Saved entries
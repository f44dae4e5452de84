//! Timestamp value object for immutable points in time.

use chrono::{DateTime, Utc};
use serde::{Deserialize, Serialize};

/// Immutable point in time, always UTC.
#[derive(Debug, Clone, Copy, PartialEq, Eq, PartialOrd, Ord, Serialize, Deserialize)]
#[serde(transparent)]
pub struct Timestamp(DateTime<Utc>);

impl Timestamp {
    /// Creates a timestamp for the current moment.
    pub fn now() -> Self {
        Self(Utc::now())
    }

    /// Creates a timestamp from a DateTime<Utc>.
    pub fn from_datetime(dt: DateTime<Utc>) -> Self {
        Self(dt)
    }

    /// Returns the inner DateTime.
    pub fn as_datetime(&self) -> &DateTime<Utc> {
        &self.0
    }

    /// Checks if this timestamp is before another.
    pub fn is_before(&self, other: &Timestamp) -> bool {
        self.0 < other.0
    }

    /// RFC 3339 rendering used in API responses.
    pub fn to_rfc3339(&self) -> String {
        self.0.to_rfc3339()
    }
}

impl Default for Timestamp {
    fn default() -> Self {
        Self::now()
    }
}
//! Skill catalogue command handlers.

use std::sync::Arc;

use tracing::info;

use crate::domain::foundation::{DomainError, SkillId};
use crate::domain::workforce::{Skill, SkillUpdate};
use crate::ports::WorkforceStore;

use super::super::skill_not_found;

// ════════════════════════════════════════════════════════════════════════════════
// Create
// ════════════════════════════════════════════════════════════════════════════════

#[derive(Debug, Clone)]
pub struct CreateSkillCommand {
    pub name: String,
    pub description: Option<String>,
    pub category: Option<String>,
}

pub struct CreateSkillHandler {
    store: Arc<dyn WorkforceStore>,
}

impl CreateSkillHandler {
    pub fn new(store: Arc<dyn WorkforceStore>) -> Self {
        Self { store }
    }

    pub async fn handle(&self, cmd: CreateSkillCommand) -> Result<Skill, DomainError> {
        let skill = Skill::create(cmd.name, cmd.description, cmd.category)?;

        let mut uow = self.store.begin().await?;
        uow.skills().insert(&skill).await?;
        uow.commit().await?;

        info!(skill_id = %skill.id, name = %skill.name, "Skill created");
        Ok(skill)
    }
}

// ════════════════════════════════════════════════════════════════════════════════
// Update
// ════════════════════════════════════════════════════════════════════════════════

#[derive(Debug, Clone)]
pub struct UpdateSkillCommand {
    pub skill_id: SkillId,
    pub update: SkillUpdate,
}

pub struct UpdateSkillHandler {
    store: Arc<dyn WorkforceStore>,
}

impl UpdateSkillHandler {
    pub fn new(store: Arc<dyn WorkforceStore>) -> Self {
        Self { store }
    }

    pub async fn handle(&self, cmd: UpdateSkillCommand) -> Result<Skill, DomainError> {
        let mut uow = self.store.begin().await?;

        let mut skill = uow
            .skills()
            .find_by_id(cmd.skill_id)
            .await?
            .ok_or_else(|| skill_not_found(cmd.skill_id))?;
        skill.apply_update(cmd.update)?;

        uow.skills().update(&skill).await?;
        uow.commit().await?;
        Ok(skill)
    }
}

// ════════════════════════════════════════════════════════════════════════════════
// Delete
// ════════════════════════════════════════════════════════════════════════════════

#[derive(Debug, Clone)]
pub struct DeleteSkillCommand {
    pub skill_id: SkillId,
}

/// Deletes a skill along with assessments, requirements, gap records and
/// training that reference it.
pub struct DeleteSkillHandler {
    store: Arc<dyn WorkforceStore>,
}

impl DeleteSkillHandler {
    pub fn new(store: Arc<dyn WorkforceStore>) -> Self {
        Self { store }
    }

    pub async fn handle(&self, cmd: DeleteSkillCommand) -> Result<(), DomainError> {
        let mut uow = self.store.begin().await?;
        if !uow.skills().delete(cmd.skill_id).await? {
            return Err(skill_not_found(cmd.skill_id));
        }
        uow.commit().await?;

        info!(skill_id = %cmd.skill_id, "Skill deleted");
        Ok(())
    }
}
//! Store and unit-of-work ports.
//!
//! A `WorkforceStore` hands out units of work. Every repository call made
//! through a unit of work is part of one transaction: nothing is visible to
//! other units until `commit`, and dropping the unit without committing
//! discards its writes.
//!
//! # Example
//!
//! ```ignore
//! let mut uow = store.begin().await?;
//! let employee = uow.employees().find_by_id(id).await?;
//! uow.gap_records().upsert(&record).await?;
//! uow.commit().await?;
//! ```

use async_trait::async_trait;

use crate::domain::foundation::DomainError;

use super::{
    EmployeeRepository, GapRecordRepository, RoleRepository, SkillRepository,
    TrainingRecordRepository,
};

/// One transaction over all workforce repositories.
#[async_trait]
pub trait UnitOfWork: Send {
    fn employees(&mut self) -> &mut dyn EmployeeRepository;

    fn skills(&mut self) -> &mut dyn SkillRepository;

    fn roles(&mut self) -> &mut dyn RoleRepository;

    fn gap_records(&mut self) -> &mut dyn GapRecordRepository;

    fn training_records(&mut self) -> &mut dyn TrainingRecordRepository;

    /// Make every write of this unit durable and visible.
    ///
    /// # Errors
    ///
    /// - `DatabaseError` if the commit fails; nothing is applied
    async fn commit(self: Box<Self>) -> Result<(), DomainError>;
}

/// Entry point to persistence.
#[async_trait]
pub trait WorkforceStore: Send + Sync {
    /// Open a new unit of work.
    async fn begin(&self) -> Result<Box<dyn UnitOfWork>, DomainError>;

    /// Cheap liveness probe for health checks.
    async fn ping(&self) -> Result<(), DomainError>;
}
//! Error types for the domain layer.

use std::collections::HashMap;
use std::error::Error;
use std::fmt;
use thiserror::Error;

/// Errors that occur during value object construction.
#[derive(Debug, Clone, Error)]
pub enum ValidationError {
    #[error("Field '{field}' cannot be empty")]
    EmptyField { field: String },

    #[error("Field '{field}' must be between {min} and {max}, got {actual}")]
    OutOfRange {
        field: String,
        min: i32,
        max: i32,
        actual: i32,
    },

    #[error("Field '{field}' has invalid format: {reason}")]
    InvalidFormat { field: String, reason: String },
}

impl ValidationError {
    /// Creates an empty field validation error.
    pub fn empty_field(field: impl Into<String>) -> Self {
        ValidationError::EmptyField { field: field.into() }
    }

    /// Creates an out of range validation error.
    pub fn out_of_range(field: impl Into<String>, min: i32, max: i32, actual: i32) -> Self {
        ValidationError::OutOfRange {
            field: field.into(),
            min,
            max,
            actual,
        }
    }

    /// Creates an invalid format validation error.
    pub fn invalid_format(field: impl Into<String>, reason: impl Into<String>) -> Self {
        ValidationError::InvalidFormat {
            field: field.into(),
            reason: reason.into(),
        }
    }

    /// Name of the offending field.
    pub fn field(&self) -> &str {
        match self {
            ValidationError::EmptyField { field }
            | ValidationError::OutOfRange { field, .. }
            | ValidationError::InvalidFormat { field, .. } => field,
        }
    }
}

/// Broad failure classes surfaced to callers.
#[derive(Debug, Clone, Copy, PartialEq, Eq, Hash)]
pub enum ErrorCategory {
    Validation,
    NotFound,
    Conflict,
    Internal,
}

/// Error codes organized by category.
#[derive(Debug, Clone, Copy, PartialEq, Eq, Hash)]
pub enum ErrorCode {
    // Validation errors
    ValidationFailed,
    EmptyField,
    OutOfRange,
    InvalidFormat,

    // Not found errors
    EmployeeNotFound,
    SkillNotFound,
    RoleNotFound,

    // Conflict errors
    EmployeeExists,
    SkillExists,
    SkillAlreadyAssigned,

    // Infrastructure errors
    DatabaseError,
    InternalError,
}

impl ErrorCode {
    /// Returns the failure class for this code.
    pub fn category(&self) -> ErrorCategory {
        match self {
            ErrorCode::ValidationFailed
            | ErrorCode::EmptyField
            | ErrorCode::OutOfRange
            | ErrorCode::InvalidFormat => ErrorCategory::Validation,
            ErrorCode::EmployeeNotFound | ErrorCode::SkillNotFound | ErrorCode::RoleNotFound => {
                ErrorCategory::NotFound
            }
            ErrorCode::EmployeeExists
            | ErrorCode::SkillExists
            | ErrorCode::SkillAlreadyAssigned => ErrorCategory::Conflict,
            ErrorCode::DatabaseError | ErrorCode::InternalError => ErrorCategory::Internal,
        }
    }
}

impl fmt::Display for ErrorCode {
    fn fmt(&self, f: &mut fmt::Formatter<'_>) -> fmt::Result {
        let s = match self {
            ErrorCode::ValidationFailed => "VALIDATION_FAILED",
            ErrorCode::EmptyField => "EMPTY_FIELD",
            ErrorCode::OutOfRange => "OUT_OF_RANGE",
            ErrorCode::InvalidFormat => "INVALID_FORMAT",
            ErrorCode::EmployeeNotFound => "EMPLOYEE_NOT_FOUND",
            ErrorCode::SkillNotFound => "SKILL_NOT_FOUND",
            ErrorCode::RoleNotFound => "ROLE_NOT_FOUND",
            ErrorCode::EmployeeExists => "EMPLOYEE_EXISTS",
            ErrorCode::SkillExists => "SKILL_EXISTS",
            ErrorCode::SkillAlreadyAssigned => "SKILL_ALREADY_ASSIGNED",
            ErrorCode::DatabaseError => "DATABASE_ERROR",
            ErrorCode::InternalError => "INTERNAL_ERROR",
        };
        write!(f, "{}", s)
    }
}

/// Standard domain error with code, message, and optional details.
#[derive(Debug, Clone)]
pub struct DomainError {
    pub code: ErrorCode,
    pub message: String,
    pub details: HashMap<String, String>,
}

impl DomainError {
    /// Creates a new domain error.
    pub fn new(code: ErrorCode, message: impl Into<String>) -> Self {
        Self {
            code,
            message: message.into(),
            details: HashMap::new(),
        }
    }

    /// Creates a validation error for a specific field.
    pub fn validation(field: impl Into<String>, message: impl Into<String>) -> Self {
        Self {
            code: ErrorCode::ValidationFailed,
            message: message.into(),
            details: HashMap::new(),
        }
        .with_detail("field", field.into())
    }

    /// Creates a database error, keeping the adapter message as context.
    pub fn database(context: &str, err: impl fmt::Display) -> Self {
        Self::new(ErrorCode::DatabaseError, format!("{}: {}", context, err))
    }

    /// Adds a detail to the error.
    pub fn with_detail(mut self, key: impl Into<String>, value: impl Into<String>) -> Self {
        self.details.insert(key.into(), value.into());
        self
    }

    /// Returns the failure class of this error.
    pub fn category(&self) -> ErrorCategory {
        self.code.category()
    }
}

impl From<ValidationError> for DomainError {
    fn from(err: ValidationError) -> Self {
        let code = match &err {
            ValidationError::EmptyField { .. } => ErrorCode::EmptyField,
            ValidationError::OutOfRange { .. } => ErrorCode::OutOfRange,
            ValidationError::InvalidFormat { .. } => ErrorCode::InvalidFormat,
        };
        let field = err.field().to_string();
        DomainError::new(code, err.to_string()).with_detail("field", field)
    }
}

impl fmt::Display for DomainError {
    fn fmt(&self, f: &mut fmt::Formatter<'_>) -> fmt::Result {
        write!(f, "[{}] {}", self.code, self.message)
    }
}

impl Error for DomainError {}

...

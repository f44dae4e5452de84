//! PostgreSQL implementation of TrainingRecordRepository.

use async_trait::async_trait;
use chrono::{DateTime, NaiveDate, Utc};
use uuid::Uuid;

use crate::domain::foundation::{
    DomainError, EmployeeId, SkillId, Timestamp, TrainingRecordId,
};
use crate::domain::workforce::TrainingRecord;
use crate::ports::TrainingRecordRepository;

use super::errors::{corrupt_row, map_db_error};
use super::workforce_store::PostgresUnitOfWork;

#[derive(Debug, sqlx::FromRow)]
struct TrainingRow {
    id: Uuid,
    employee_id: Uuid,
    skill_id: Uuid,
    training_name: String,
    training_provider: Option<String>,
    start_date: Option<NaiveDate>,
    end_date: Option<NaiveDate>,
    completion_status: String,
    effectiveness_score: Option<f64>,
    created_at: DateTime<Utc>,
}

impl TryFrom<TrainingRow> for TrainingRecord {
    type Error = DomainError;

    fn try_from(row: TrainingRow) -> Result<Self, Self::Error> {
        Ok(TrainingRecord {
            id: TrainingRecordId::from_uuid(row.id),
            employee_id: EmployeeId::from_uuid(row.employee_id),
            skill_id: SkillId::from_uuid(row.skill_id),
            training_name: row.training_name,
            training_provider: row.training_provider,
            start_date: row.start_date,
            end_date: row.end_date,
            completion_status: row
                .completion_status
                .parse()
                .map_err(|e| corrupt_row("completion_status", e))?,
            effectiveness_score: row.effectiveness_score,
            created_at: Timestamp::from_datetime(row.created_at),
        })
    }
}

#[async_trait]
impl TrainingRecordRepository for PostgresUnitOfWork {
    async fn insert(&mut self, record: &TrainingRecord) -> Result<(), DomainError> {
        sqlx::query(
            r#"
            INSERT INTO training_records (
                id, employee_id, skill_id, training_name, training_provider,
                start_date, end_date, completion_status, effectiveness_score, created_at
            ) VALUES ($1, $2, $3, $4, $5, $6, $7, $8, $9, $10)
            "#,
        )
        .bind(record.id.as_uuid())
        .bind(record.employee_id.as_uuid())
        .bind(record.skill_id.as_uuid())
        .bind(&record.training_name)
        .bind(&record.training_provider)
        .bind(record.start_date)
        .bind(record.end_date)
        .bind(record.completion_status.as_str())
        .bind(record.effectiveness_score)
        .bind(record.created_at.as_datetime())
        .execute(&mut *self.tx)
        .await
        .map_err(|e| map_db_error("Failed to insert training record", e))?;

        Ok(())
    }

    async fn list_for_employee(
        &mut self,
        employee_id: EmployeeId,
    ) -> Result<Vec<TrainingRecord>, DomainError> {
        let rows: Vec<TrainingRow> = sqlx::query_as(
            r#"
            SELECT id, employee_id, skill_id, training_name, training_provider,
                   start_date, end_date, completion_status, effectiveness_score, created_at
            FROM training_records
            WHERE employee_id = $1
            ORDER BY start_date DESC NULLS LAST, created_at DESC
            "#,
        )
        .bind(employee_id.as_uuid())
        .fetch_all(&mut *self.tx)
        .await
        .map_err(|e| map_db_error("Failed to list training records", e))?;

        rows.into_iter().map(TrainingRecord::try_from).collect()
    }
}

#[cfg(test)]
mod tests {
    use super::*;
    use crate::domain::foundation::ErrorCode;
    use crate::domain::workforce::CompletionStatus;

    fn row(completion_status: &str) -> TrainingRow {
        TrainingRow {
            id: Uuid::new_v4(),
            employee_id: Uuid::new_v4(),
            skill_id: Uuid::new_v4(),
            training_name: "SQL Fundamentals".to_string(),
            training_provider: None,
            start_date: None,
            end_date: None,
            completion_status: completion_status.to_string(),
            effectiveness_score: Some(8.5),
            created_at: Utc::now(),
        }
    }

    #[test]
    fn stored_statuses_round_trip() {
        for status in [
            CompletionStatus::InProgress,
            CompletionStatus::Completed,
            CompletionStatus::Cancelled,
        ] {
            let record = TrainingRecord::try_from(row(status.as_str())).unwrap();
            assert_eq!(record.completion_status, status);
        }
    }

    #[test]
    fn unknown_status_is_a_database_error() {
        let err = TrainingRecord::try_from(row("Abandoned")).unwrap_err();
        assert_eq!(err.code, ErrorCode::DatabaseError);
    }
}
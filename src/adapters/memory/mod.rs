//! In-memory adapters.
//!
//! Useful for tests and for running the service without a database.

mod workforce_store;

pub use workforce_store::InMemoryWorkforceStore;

> **Directions for this task**
Among the lines above, find the ones containing "failure" and copy them.

> **Response**
/// Broad failure classes surfaced to callers.
    /// Returns the failure class for this code.
    /// Returns the failure class of this error.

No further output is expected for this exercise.